- **Supplied data**:
|---|
//! The cell agent runtime (§4.11): the process that runs on a cell host,
//! brings up its tunnels, network plane and router, participates in the
//! control plane as `ControlPlaneHandlers`, and periodically probes
//! reachability for the LANs its peers advertise.
//!
//! This struct owns every driver crate built earlier in the workspace —
//! it is the one place they are all wired together. Nothing here talks to
//! the kernel directly; every side effect goes through `uvn_05_tunnel`,
//! `uvn_06_netplane`, `uvn_07_router` or `uvn_09_probe`.

use std::collections::HashSet;
use std::net::Ipv4Addr;
use std::path::PathBuf;
use std::sync::Arc;
use std::time::Instant;

use chrono::Utc;
use ipnetwork::Ipv4Network;

use shared_bus::EventPublisher;
use shared_types::exec::CommandRunner;
use shared_types::ids::{CellId, PeerId};
use shared_types::net::LanDescriptor;
use shared_types::uvn::{PeerKind, PeerStatus};

use uvn_06_netplane::{InterfacePlane, NetworkPlane, PidFile};
use uvn_07_router::{RouterConfig, RouterDriver, RouterInterface};
use uvn_08_peers::PeerRegistry;
use uvn_09_probe::{ReachabilityProbe, TriggerGate, TriggerReason};
use uvn_10_controlplane::{
    BackboneSample, CellSample, ControlPlaneHandlers, ControlPlaneTransport, TopicEvent, UvnSample,
};
use uvn_11_registry::bundle::AgentConfig;

use crate::bundle::AgentIdentity;
use crate::dashboard::{DashboardSink, DashboardSnapshot};
use crate::errors::AgentError;
use crate::nics;
use crate::services::ServiceHandles;

/// The running agent. Generic over the command runner so tests can swap in
/// a `FakeCommandRunner`; production code uses `SystemCommandRunner`.
pub struct Agent<R: CommandRunner + Clone> {
    runner: R,
    config: AgentConfig,
    identity: AgentIdentity,
    router_config_path: PathBuf,
    pidfile_path: PathBuf,
    pidfile: Option<PidFile>,
    tunnels: uvn_05_tunnel::TunnelDriver<R>,
    plane: NetworkPlane<R>,
    router: Option<RouterDriver<R>>,
    probe: ReachabilityProbe<R>,
    trigger: TriggerGate,
    transport: Arc<dyn ControlPlaneTransport>,
    publisher: Arc<dyn EventPublisher>,
    dashboard: Box<dyn DashboardSink>,
    peers: PeerRegistry,
    handles: ServiceHandles,
    pending_reload: Option<BackboneSample>,
}

impl<R: CommandRunner + Clone> Agent<R> {
    #[allow(clippy::too_many_arguments)]
    pub fn new(
        runner: R,
        router_config_path: impl Into<PathBuf>,
        pidfile_path: impl Into<PathBuf>,
        transport: Arc<dyn ControlPlaneTransport>,
        publisher: Arc<dyn EventPublisher>,
        dashboard: Box<dyn DashboardSink>,
        identity: AgentIdentity,
        config: AgentConfig,
    ) -> Self {
        let router_config_path = router_config_path.into();
        let router = Self::build_router(&runner, &router_config_path, &config);
        let trigger = TriggerGate::new(config.timing_profile.tester_max_delay());

        let mut peers = PeerRegistry::new(
            PeerId::Cell(config.cell_id),
            Vec::<(CellId, HashSet<Ipv4Network>)>::new(),
            Vec::<PeerId>::new(),
        );
        peers.learn_peer(PeerId::Cell(config.cell_id), PeerKind::Cell);

        Self {
            tunnels: uvn_05_tunnel::TunnelDriver::new(runner.clone()),
            plane: NetworkPlane::new(runner.clone()),
            probe: ReachabilityProbe::new(runner.clone()),
            router,
            runner,
            router_config_path,
            pidfile_path: pidfile_path.into(),
            pidfile: None,
            trigger,
            transport,
            publisher,
            dashboard,
            peers,
            identity,
            config,
            handles: ServiceHandles::new(),
            pending_reload: None,
        }
    }

    fn build_router(runner: &R, router_config_path: &PathBuf, config: &AgentConfig) -> Option<RouterDriver<R>> {
        if config.backbone_vpn.is_empty() {
            None
        } else {
            Some(RouterDriver::new(runner.clone(), router_config_path))
        }
    }

    /// Claims the process-wide PID file and brings every local service up.
    /// On failure the PID file is released so a retry isn't blocked by a
    /// stale claim from this same attempt.
    #[tracing::instrument(skip(self), fields(cell_id = %self.config.cell_id))]
    pub fn start(&mut self) -> Result<(), AgentError> {
        self.pidfile = Some(PidFile::claim(&self.pidfile_path)?);
        if let Err(e) = self.bring_up() {
            if let Some(pidfile) = self.pidfile.take() {
                let _ = pidfile.release();
            }
            return Err(e);
        }
        Ok(())
    }

    /// Tears every local service down and releases the PID file. Best
    /// effort: a failure to release is logged, not propagated, since the
    /// process is shutting down regardless.
    #[tracing::instrument(skip(self), fields(cell_id = %self.config.cell_id))]
    pub fn stop(&mut self) {
        self.tear_down();
        if let Some(pidfile) = self.pidfile.take() {
            if let Err(e) = pidfile.release() {
                tracing::warn!(error = %e, "failed to release pid file");
            }
        }
    }

    pub(crate) fn config(&self) -> &AgentConfig {
        &self.config
    }

    pub(crate) fn identity(&self) -> &AgentIdentity {
        &self.identity
    }

    /// Swaps in a pending configuration (and, if the reload carried fresh
    /// identity material, a new cert/key pair). Rebuilds the router driver
    /// and reachability trigger since both are derived from the config
    /// that just changed.
    pub(crate) fn replace_config(&mut self, config: AgentConfig, identity: Option<AgentIdentity>) {
        self.router = Self::build_router(&self.runner, &self.router_config_path, &config);
        self.trigger = TriggerGate::new(config.timing_profile.tester_max_delay());
        self.config = config;
        if let Some(identity) = identity {
            self.identity = identity;
        }
    }

    /// Validates LAN coverage, starts every tunnel, the network plane, and
    /// (if this cell participates in the backbone) the router, then
    /// publishes this cell's first `CELL` sample. Order matches §4.11:
    /// tunnels before the plane, the plane before the router.
    pub(crate) fn bring_up(&mut self) -> Result<(), AgentError> {
        let nics = nics::detect_local_nics(&self.runner)?;
        nics::validate_lan_coverage(self.config.cell_id, &nics, &self.config.allowed_lans)?;

        let plan = self.tunnel_plan();
        for (tunnel_config, _, _) in &plan {
            let handle = self.tunnels.start(tunnel_config)?;
            self.handles.tunnels.push(handle);
        }

        let interfaces: Vec<InterfacePlane<'_>> = plan
            .iter()
            .map(|(tunnel_config, masquerade, forward)| InterfacePlane {
                interface: &tunnel_config.interface_name,
                masquerade: *masquerade,
                forward: *forward,
            })
            .collect();
        self.plane.start(&interfaces)?;
        self.handles.plane_started = true;

        if let Some(router) = &self.router {
            let router_config = self.router_config();
            let handle = router.start(&router_config)?;
            self.handles.router = Some(handle);
        }

        self.peers.update_peer(PeerId::Cell(self.config.cell_id), |p| {
            p.status = PeerStatus::Online;
            p.registry_id = Some(self.config.registry_id.clone());
            p.start_ts = Some(Utc::now());
        })?;

        self.transport.publish_cell(self.cell_sample());
        tracing::info!(
            cell_id = %self.config.cell_id,
            registry_id = %self.config.registry_id,
            "agent services started"
        );
        Ok(())
    }

    /// Reverses `bring_up` exactly: router, then plane, then tunnels.
    /// Every step is best-effort — a partial teardown must still leave the
    /// agent able to retry `bring_up` from scratch.
    pub(crate) fn tear_down(&mut self) {
        if let (Some(router), Some(handle)) = (&self.router, self.handles.router.take()) {
            router.stop(&handle);
        }
        if self.handles.plane_started {
            self.plane.stop();
            self.handles.plane_started = false;
        }
        for handle in self.handles.tunnels.drain(..) {
            self.tunnels.stop(&handle);
        }
    }

    fn tunnel_plan(&self) -> Vec<(uvn_04_vpnconfig::TunnelConfig, bool, bool)> {
        let mut plan = Vec::new();
        if let Some(tunnel_config) = &self.config.root_vpn {
            let settings = &self.config.settings.root_vpn;
            plan.push((tunnel_config.clone(), settings.masquerade, settings.forward));
        }
        if let Some(tunnel_config) = &self.config.particles_vpn {
            let settings = &self.config.settings.particles_vpn;
            plan.push((tunnel_config.clone(), settings.masquerade, settings.forward));
        }
        for tunnel_config in &self.config.backbone_vpn {
            let settings = &self.config.settings.backbone_vpn.vpn;
            plan.push((tunnel_config.clone(), settings.masquerade, settings.forward));
        }
        plan
    }

    fn router_config(&self) -> RouterConfig {
        let router_id = self
            .config
            .backbone_vpn
            .first()
            .map(|c| c.address.ip())
            .unwrap_or(Ipv4Addr::UNSPECIFIED);
        let interfaces = self
            .config
            .backbone_vpn
            .iter()
            .map(|c| RouterInterface {
                name: c.interface_name.clone(),
                cost: None,
            })
            .collect();
        RouterConfig {
            router_id,
            area: Ipv4Addr::UNSPECIFIED,
            interfaces,
            local_lans: self.config.allowed_lans.clone(),
            timing_profile: self.config.timing_profile,
        }
    }

    fn cell_sample(&self) -> CellSample {
        let local = self.peers.peer(PeerId::Cell(self.config.cell_id));
        CellSample {
            cell_id: self.config.cell_id,
            uvn_name: self.config.uvn_name.clone(),
            registry_id: self.config.registry_id.clone(),
            routed_networks: local.map(|p| p.routed_networks.clone()).unwrap_or_default(),
            reachable_networks: local.map(|p| p.reachable_networks.clone()).unwrap_or_default(),
            unreachable_networks: local.map(|p| p.unreachable_networks.clone()).unwrap_or_default(),
            start_ts: local.and_then(|p| p.start_ts).unwrap_or_else(Utc::now),
        }
    }

    /// One tick of the agent's event loop: drains control-plane events,
    /// applies a queued hot reload if one arrived, runs a reachability
    /// probe if the trigger gate says it's due, and republishes the local
    /// dashboard snapshot. Meant to be called in a loop by the agent's
    /// binary entrypoint.
    pub async fn run_once(&mut self) -> Result<(), AgentError> {
        let transport = Arc::clone(&self.transport);
        uvn_10_controlplane::process_wakeup(transport.as_ref(), &[], self);

        let registry_id = self.config.registry_id.clone();
        let publisher = Arc::clone(&self.publisher);
        self.peers.process_updates(publisher.as_ref(), Some(&registry_id)).await;

        if let Some(sample) = self.pending_reload.take() {
            crate::reload::apply(self, sample).await?;
        }

        if let Some(reason) = self.trigger.poll(Instant::now()) {
            self.run_probe(reason)?;
        }

        if let Some(local) = self.peers.local().cloned() {
            let snapshot = DashboardSnapshot::from_local(&local, self.peers.peer_count(), self.peers.online_peer_count());
            self.dashboard.publish(&snapshot);
        }

        Ok(())
    }

    fn run_probe(&mut self, reason: TriggerReason) -> Result<(), AgentError> {
        let targets: Vec<LanDescriptor> = self
            .peers
            .remote_peers()
            .flat_map(|p| p.routed_networks.iter().cloned())
            .collect();
        let result = self.probe.probe(&targets)?;

        uvn_telemetry::metrics::REACHABILITY_PROBES_TOTAL
            .with_label_values(&["reachable"])
            .inc_by(result.reachable.len() as f64);
        uvn_telemetry::metrics::REACHABILITY_PROBES_TOTAL
            .with_label_values(&["unreachable"])
            .inc_by(result.unreachable.len() as f64);
        uvn_telemetry::metrics::LOCAL_REACHABLE_NETWORKS.set(result.reachable.len() as f64);

        self.peers.update_peer(PeerId::Cell(self.config.cell_id), |p| {
            p.reachable_networks = result.reachable.clone();
            p.unreachable_networks = result.unreachable.clone();
        })?;

        tracing::debug!(
            ?reason,
            reachable = result.reachable.len(),
            unreachable = result.unreachable.len(),
            "reachability probe tick"
        );
        Ok(())
    }
}

impl<R: CommandRunner + Clone> ControlPlaneHandlers for Agent<R> {
    fn on_uvn(&mut self, event: TopicEvent<UvnSample>) {
        match event {
            TopicEvent::Sample { sample, .. } => {
                let result = self.peers.update_peer(PeerId::Registry, |p| {
                    p.status = PeerStatus::Online;
                    p.registry_id = Some(sample.registry_id.clone());
                });
                if let Err(e) = result {
                    tracing::warn!(error = %e, "failed to record uvn sample");
                }
            }
            TopicEvent::Disposed { .. } => {
                let result = self.peers.update_peer(PeerId::Registry, |p| p.status = PeerStatus::Offline);
                if let Err(e) = result {
                    tracing::warn!(error = %e, "failed to mark registry offline");
                }
            }
        }
    }

    fn on_cell(&mut self, event: TopicEvent<CellSample>) {
        match event {
            TopicEvent::Sample { peer, sample } => {
                self.peers.learn_peer(peer, PeerKind::Cell);
                let result = self.peers.update_peer(peer, |p| {
                    p.status = PeerStatus::Online;
                    p.registry_id = Some(sample.registry_id.clone());
                    p.routed_networks = sample.routed_networks.clone();
                    p.reachable_networks = sample.reachable_networks.clone();
                    p.unreachable_networks = sample.unreachable_networks.clone();
                    p.start_ts = Some(sample.start_ts);
                });
                if let Err(e) = result {
                    tracing::warn!(peer = %peer, error = %e, "failed to record cell sample");
                }
            }
            TopicEvent::Disposed { peer } => {
                let result = self.peers.update_peer(peer, |p| p.status = PeerStatus::Offline);
                if let Err(e) = result {
                    tracing::warn!(peer = %peer, error = %e, "failed to mark cell offline");
                }
            }
        }
    }

    fn on_backbone(&mut self, event: TopicEvent<BackboneSample>) {
        if let TopicEvent::Sample { sample, .. } = event {
            if sample.target_cell_id != self.config.cell_id {
                return;
            }
            if sample.registry_id == self.config.registry_id {
                tracing::debug!("ignoring backbone sample for the registry_id already applied");
                return;
            }
            tracing::info!(registry_id = %sample.registry_id, "queued configuration reload");
            self.pending_reload = Some(sample);
        }
    }

    fn on_user_condition(&mut self, index: usize) {
        tracing::debug!(index, "user condition fired with no registered handler");
    }
}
|---|
- **Prompt**: Where the listing above has a line with "if let Some(sample)", start there, and output every line exactly through the line with "if let Some(local)", which is also included.

- **Reply**:
        if let Some(sample) = self.pending_reload.take() {
            crate::reload::apply(self, sample).await?;
        }

        if let Some(reason) = self.trigger.poll(Instant::now()) {
            self.run_probe(reason)?;
        }

        if let Some(local) = self.peers.local().cloned() {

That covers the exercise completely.